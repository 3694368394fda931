//! Tournament, TournamentStatus and the error taxonomy.

use crate::models::game::{GameMatch, MatchId};
use crate::models::player::{Player, PlayerId};
use chrono::{DateTime, Utc};
use serde::{Deserialize, Serialize};
use thiserror::Error;
use uuid::Uuid;

/// Errors that can occur during tournament operations.
///
/// Every variant is recoverable: the unit of work that produced it is dropped
/// without committing, so the stored tournament is left as it was.
#[derive(Clone, Debug, Eq, PartialEq, Error)]
pub enum TournamentError {
    /// Empty or malformed name, non-numeric field, or an edit a bot may not receive.
    #[error("{0}")]
    InvalidInput(String),
    /// Finishing positions are not a permutation of 1..=4.
    #[error("Positions must be whole numbers 1 to 4, each used exactly once")]
    InvalidPositions,
    /// Direct scores are out of range or not pairwise distinct.
    #[error("Scores must be between 1 and 10 and all different")]
    InvalidScores,
    /// Player still occupies a slot in at least one match.
    #[error("Player has matches and cannot be deleted")]
    PlayerInUse,
    /// The current top four already raced each other as a group.
    #[error("A finals match for the current top 4 already exists")]
    DuplicateFinals,
    /// Referenced tournament, player or match does not exist.
    #[error("{0} not found")]
    NotFound(&'static str),
}

/// Display category attached to an error (or notice) for the UI.
#[derive(Clone, Copy, Debug, Default, Eq, PartialEq, Serialize, Deserialize)]
#[serde(rename_all = "snake_case")]
pub enum Category {
    #[default]
    Info,
    Warning,
    Error,
}

impl TournamentError {
    pub fn category(&self) -> Category {
        match self {
            TournamentError::DuplicateFinals => Category::Info,
            TournamentError::InvalidInput(_)
            | TournamentError::InvalidPositions
            | TournamentError::InvalidScores
            | TournamentError::PlayerInUse => Category::Warning,
            TournamentError::NotFound(_) => Category::Error,
        }
    }

    pub(crate) fn invalid(msg: impl Into<String>) -> Self {
        TournamentError::InvalidInput(msg.into())
    }
}

/// Unique identifier for a tournament.
pub type TournamentId = Uuid;

/// Lifecycle of a tournament.
#[derive(Clone, Copy, Debug, Default, Eq, PartialEq, Serialize, Deserialize)]
#[serde(rename_all = "snake_case")]
pub enum TournamentStatus {
    #[default]
    Active,
    /// Finals scored or ended by hand. Matches may still be edited.
    Completed,
}

/// A tournament owns its players (humans and bots) and its matches.
#[derive(Clone, Debug, Serialize, Deserialize)]
pub struct Tournament {
    pub id: TournamentId,
    pub name: String,
    pub status: TournamentStatus,
    pub created_at: DateTime<Utc>,
    pub players: Vec<Player>,
    pub matches: Vec<GameMatch>,
}

impl Tournament {
    /// Create a new active tournament with no players.
    pub fn new(name: impl Into<String>) -> Self {
        Self {
            id: Uuid::new_v4(),
            name: name.into(),
            status: TournamentStatus::Active,
            created_at: Utc::now(),
            players: Vec::new(),
            matches: Vec::new(),
        }
    }

    pub fn player(&self, id: PlayerId) -> Option<&Player> {
        self.players.iter().find(|p| p.id == id)
    }

    pub fn get_player_mut(&mut self, id: PlayerId) -> Option<&mut Player> {
        self.players.iter_mut().find(|p| p.id == id)
    }

    pub fn get_match_mut(&mut self, id: MatchId) -> Option<&mut GameMatch> {
        self.matches.iter_mut().find(|m| m.id == id)
    }

    /// Human players in insertion order.
    pub fn humans(&self) -> Vec<Player> {
        self.players.iter().filter(|p| p.is_human()).cloned().collect()
    }

    /// Bot fillers in creation order.
    pub fn bots(&self) -> Vec<Player> {
        self.players.iter().filter(|p| p.is_bot()).cloned().collect()
    }

    /// Round tag for the next generated match: highest existing round + 1.
    pub fn next_round(&self) -> u32 {
        self.matches.iter().map(|m| m.round).max().unwrap_or(0) + 1
    }

    /// Matches ordered by round (stable within a round).
    pub fn matches_by_round(&self) -> Vec<GameMatch> {
        let mut matches = self.matches.clone();
        matches.sort_by_key(|m| m.round);
        matches
    }
}
use std::cell::{Cell, RefCell};
use std::fs::{self, OpenOptions};
use std::path::{Path, PathBuf};
use std::time::Duration;

use chrono::{DateTime, TimeZone, Utc};
use tempfile::TempDir;

use nightwatch_core::clock::Clock;
use nightwatch_core::config::{LayoutConfig, NightwatchConfig, RegionOfInterest};
use nightwatch_core::error::{NightwatchError, Result};
use nightwatch_core::fits::{Header, Value};
use nightwatch_core::frame::Frame;
use nightwatch_core::layout::{AggregatePaths, NightLayout};
use nightwatch_core::metadata::HeaderOverlay;
use nightwatch_core::monitor::{DispatchOutcome, FrameRunner};
use nightwatch_core::processor::{
    CropBox, ExtractionParams, ImageProcessor, RenderRequest, SolveHint, Source,
};

pub const NIGHT: &str = "2013-08-05";

// ---------------------------------------------------------------------------
// Night directory builder
// ---------------------------------------------------------------------------

/// A scratch data root with one night's directories and a config pointing
/// every output location inside it.
pub struct NightBuilder {
    pub root: TempDir,
    pub config: NightwatchConfig,
    pub layout: NightLayout,
}

impl NightBuilder {
    pub fn new() -> Self {
        let root = tempfile::tempdir().unwrap();
        let base = root.path();
        let mut config = NightwatchConfig::default();
        config.layout = LayoutConfig {
            data_root: base.join("data"),
            logs_dir: base.join("logs"),
            plots_dir: base.join("plots"),
            tmp_dir: base.join("tmp"),
            ..LayoutConfig::default()
        };
        config.monitor.metadata_retry_secs = vec![0, 10, 20];
        let layout = NightLayout::new(&config.layout, NIGHT);
        fs::create_dir_all(&layout.raw_dir).unwrap();
        fs::create_dir_all(&layout.metadata_dir).unwrap();
        Self {
            root,
            config,
            layout,
        }
    }

    pub fn frame_name(index: u32) -> String {
        format!("IMG0_{index:04}.CR2")
    }

    /// Write a raw frame file and, when `imtype` is given, its sidecar.
    pub fn add_frame(&self, index: u32, imtype: Option<&str>) -> PathBuf {
        let path = self.layout.raw_dir.join(Self::frame_name(index));
        fs::write(&path, b"raw bytes").unwrap();
        if let Some(imtype) = imtype {
            self.write_sidecar(index, &full_sidecar(imtype));
        }
        path
    }

    pub fn write_sidecar(&self, index: u32, text: &str) {
        let path = self.layout.sidecar_for(&format!("IMG0_{index:04}"));
        fs::write(path, text).unwrap();
    }

    pub fn frame(&self, index: u32) -> Frame {
        let path = self.layout.raw_dir.join(Self::frame_name(index));
        Frame::from_path(&path, Utc::now()).unwrap()
    }

    pub fn aggregates(&self) -> AggregatePaths {
        AggregatePaths::new(&self.config.layout, &self.config.telescope, NIGHT)
    }

    /// Run `f` with events appended to the night log, as the CLI does.
    pub fn with_night_log<T>(&self, f: impl FnOnce() -> T) -> T {
        let log = self.aggregates().log;
        let subscriber = tracing_subscriber::fmt()
            .with_ansi(false)
            .with_writer(move || {
                OpenOptions::new()
                    .create(true)
                    .append(true)
                    .open(&log)
                    .unwrap()
            })
            .finish();
        tracing::subscriber::with_default(subscriber, f)
    }

    /// Data lines of the summary file (header excluded).
    pub fn summary_rows(&self) -> Vec<String> {
        match fs::read_to_string(self.aggregates().summary) {
            Ok(text) => text
                .lines()
                .filter(|l| !l.starts_with('#'))
                .map(str::to_string)
                .collect(),
            Err(_) => Vec::new(),
        }
    }

    pub fn html_rows(&self) -> usize {
        fs::read_to_string(self.aggregates().html)
            .map(|t| t.matches("<tr><td").count())
            .unwrap_or(0)
    }

    /// Files left in the scratch root.
    pub fn tmp_entries(&self) -> usize {
        fs::read_dir(&self.config.layout.tmp_dir)
            .map(|d| d.count())
            .unwrap_or(0)
    }
}

pub fn full_sidecar(imtype: &str) -> String {
    format!(
        "TARGET: Field 12\nEXPTIME: 60.0 s\nRA: 150.0 deg\nDEC: 20.0 deg\nUT START: 10.75 hours\nIMTYPE: {imtype}\n"
    )
}

/// Value of `column` in a tab-separated summary row, using the full default
/// column order.
pub fn summary_cell(row: &str, column: nightwatch_core::pipeline::RowField) -> String {
    let index = nightwatch_core::pipeline::RowField::ALL
        .iter()
        .position(|f| *f == column)
        .unwrap();
    row.split('\t').nth(index).unwrap().to_string()
}

// ---------------------------------------------------------------------------
// Fake image processor
// ---------------------------------------------------------------------------

#[derive(Clone, Copy, Debug, PartialEq)]
pub enum SolveBehaviour {
    Solves,
    NoSolution,
    ToolFails,
}

#[derive(Clone, Copy, Debug, PartialEq)]
pub enum ExtractBehaviour {
    Finds,
    Garbled,
    ToolFails,
}

/// In-memory processor: the header lives in a `RefCell`, and only
/// placeholder files are written into the scratch directory.
pub struct FakeProcessor {
    pub fail_acquire: bool,
    pub solve: SolveBehaviour,
    pub extract: ExtractBehaviour,
    pub header: RefCell<Header>,
    pub overlays: RefCell<Vec<HeaderOverlay>>,
    pub calls: RefCell<Vec<&'static str>>,
}

impl FakeProcessor {
    pub fn new() -> Self {
        Self {
            fail_acquire: false,
            solve: SolveBehaviour::Solves,
            extract: ExtractBehaviour::Finds,
            header: RefCell::new(Header::new()),
            overlays: RefCell::new(Vec::new()),
            calls: RefCell::new(Vec::new()),
        }
    }

    fn call(&self, name: &'static str) {
        self.calls.borrow_mut().push(name);
    }

    pub fn called(&self, name: &str) -> bool {
        self.calls.borrow().iter().any(|c| *c == name)
    }
}

fn tool_failure(tool: &str) -> NightwatchError {
    NightwatchError::ExternalTool {
        tool: tool.into(),
        status: "exit status: 1".into(),
        output: "simulated".into(),
    }
}

impl ImageProcessor for FakeProcessor {
    fn acquire(&self, frame: &Frame, workdir: &Path) -> Result<PathBuf> {
        self.call("acquire");
        // Leave a partial file behind as a real converter would.
        fs::write(workdir.join(format!("{}.ppm", frame.basename)), b"partial")?;
        if self.fail_acquire {
            return Err(tool_failure("dcraw"));
        }
        let working = workdir.join(format!("{}.fits", frame.basename));
        fs::write(&working, b"fits")?;
        let mut header = Header::new();
        header.set("NAXIS1", Value::Int(4096));
        header.set("NAXIS2", Value::Int(4096));
        *self.header.borrow_mut() = header;
        Ok(working)
    }

    fn read_header(&self, _image: &Path) -> Result<Header> {
        Ok(self.header.borrow().clone())
    }

    fn merge_header(&self, _image: &Path, overlay: &HeaderOverlay) -> Result<()> {
        self.call("merge_header");
        overlay.apply(&mut self.header.borrow_mut());
        self.overlays.borrow_mut().push(overlay.clone());
        Ok(())
    }

    fn solve_astrometry(&self, _image: &Path, hint: &SolveHint) -> Result<bool> {
        self.call("solve");
        match self.solve {
            SolveBehaviour::Solves => {
                let target = hint.target.map(|t| (t.ra_deg, t.dec_deg)).unwrap_or((0.0, 0.0));
                let mut h = self.header.borrow_mut();
                h.set("CTYPE1", Value::Str("RA---TAN".into()));
                h.set("CTYPE2", Value::Str("DEC--TAN".into()));
                h.set("CRVAL1", Value::Float(target.0));
                // Solved 0.1 degree north of the commanded position.
                h.set("CRVAL2", Value::Float(target.1 + 0.1));
                h.set("CRPIX1", Value::Float(2048.5));
                h.set("CRPIX2", Value::Float(2048.5));
                h.set("CD1_1", Value::Float(-hint.pixel_scale / 3600.0));
                h.set("CD1_2", Value::Float(0.0));
                h.set("CD2_1", Value::Float(0.0));
                h.set("CD2_2", Value::Float(hint.pixel_scale / 3600.0));
                Ok(true)
            }
            SolveBehaviour::NoSolution => Ok(false),
            SolveBehaviour::ToolFails => Err(tool_failure("solve-field")),
        }
    }

    fn subtract_dark(&self, _image: &Path, _darks: &[PathBuf]) -> Result<()> {
        self.call("subtract_dark");
        Ok(())
    }

    fn crop(&self, _image: &Path, roi: &RegionOfInterest, output: &Path) -> Result<Option<CropBox>> {
        self.call("crop");
        fs::write(output, b"crop")?;
        Ok(roi.pixel_box(4096, 4096))
    }

    fn extract_sources(&self, _image: &Path, _params: &ExtractionParams) -> Result<Vec<Source>> {
        self.call("extract");
        match self.extract {
            ExtractBehaviour::Finds => Ok((0..5)
                .map(|i| Source {
                    x: 100.0 + i as f64,
                    y: 200.0,
                    fwhm_pix: 2.0 + i as f64 * 0.5,
                    ellipticity: 0.1,
                    background: 1000.0,
                    flags: 0,
                })
                .collect()),
            ExtractBehaviour::Garbled => Err(NightwatchError::InvalidCatalog("garbled".into())),
            ExtractBehaviour::ToolFails => Err(tool_failure("sex")),
        }
    }

    fn render_jpeg(&self, request: &RenderRequest) -> Result<PathBuf> {
        self.call("render");
        Ok(request.output.clone())
    }
}

// ---------------------------------------------------------------------------
// Recording frame runner
// ---------------------------------------------------------------------------

/// Records every dispatch and answers with a fixed outcome.
pub struct RecordingRunner {
    pub calls: Vec<(String, bool)>,
    pub outcome: DispatchOutcome,
}

impl RecordingRunner {
    pub fn new() -> Self {
        Self {
            calls: Vec::new(),
            outcome: DispatchOutcome::Succeeded,
        }
    }

    pub fn names(&self) -> Vec<&str> {
        self.calls.iter().map(|(n, _)| n.as_str()).collect()
    }
}

impl FrameRunner for RecordingRunner {
    fn run(&mut self, frame: &Frame, clobber: bool) -> DispatchOutcome {
        self.calls.push((frame.basename.clone(), clobber));
        self.outcome.clone()
    }
}

// ---------------------------------------------------------------------------
// Fake clock
// ---------------------------------------------------------------------------

type SleepHook = Box<dyn FnMut(Duration, DateTime<Utc>)>;

/// Clock whose `sleep` advances time instantly and optionally runs a hook,
/// letting tests change the filesystem "while" the code under test waits.
pub struct FakeClock {
    now: Cell<DateTime<Utc>>,
    pub slept: RefCell<Vec<Duration>>,
    hook: RefCell<Option<SleepHook>>,
}

impl FakeClock {
    pub fn new() -> Self {
        Self {
            now: Cell::new(Utc.with_ymd_and_hms(2013, 8, 6, 6, 0, 0).unwrap()),
            slept: RefCell::new(Vec::new()),
            hook: RefCell::new(None),
        }
    }

    pub fn on_sleep(&self, hook: impl FnMut(Duration, DateTime<Utc>) + 'static) {
        *self.hook.borrow_mut() = Some(Box::new(hook));
    }

    pub fn total_slept(&self) -> Duration {
        self.slept.borrow().iter().sum()
    }
}

impl Clock for FakeClock {
    fn now(&self) -> DateTime<Utc> {
        self.now.get()
    }

    fn sleep(&self, duration: Duration) {
        self.slept.borrow_mut().push(duration);
        let now = self.now.get() + chrono::Duration::from_std(duration).unwrap();
        self.now.set(now);
        if let Some(hook) = self.hook.borrow_mut().as_mut() {
            hook(duration, now);
        }
    }
}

════════════════════

- _Directions_
Print, exactly as given, the lines from the one with "fn sleep(&self, duration: Duration)" through the last line of the material above, and no others.

- _Reply to the task_
    fn sleep(&self, duration: Duration) {
        self.slept.borrow_mut().push(duration);
        let now = self.now.get() + chrono::Duration::from_std(duration).unwrap();
        self.now.set(now);
        if let Some(hook) = self.hook.borrow_mut().as_mut() {
            hook(duration, now);
        }
    }
}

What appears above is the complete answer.